------ RECORD SET

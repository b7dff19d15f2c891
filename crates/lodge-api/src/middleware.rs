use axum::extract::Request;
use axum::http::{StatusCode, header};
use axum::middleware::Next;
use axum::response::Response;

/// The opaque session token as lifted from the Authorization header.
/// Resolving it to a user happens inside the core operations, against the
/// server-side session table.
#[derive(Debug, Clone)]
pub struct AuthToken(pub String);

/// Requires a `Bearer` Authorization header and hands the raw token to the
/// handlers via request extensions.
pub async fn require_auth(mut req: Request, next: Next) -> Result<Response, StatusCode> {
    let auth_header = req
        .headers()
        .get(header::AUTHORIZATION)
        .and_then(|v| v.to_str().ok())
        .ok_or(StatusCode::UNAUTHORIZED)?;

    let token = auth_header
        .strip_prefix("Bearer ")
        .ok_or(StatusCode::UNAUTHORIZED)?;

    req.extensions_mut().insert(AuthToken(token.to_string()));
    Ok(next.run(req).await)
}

------------
------ RECORD SET

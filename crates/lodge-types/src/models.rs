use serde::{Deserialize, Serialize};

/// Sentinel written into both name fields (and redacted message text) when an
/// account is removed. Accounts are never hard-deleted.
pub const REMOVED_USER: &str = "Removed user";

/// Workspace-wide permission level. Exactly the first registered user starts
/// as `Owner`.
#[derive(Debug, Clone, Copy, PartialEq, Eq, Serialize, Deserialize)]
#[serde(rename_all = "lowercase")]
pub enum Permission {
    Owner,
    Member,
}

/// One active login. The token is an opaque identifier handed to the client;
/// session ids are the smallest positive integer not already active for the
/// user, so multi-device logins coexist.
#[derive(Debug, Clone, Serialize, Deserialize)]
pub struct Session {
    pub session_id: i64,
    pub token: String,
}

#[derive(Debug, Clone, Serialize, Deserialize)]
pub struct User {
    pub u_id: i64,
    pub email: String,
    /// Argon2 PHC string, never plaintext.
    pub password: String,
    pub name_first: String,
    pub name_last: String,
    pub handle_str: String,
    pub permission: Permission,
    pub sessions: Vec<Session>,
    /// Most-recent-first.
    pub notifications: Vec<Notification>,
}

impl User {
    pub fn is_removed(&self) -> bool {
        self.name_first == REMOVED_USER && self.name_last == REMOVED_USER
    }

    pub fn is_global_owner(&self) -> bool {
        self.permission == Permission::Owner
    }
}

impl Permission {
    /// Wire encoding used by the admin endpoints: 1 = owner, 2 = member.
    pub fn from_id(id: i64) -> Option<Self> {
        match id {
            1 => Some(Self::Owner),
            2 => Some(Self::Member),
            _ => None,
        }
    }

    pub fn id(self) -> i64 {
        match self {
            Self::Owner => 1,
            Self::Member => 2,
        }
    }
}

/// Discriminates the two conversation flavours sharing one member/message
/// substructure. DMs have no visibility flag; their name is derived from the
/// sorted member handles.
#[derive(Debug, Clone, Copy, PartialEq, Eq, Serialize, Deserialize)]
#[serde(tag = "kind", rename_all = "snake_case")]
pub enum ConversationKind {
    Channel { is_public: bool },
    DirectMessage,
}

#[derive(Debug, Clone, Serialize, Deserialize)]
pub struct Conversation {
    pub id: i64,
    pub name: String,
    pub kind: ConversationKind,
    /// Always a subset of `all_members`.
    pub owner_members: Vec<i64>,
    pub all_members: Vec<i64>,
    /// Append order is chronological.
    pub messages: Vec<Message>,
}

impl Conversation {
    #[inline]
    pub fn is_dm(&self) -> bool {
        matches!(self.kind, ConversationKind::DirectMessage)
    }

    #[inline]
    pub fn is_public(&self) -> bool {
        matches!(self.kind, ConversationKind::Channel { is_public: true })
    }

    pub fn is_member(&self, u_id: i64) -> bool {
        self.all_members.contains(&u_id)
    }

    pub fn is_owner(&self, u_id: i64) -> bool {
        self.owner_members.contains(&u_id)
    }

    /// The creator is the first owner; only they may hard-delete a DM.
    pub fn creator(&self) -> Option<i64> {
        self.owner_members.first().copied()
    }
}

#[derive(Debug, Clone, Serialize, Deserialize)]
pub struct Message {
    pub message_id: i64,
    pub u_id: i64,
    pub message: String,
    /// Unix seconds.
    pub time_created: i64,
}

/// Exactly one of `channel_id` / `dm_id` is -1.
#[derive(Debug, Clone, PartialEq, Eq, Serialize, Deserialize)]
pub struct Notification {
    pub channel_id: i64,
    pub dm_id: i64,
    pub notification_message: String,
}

------------

▶ **EXERCISE PROMPT**:
Give back, unchanged, the run of lines in the listing above that begins at the line containing "repository b7dff19d15f2c891" and ends at the line containing "server-side session table.", both included.

▶ **EXPECTED OUTPUT**:
repository b7dff19d15f2c891
filename crates/lodge-api/src/middleware.rs
use axum::extract::Request;
use axum::http::{StatusCode, header};
use axum::middleware::Next;
use axum::response::Response;

/// The opaque session token as lifted from the Authorization header.
/// Resolving it to a user happens inside the core operations, against the
/// server-side session table.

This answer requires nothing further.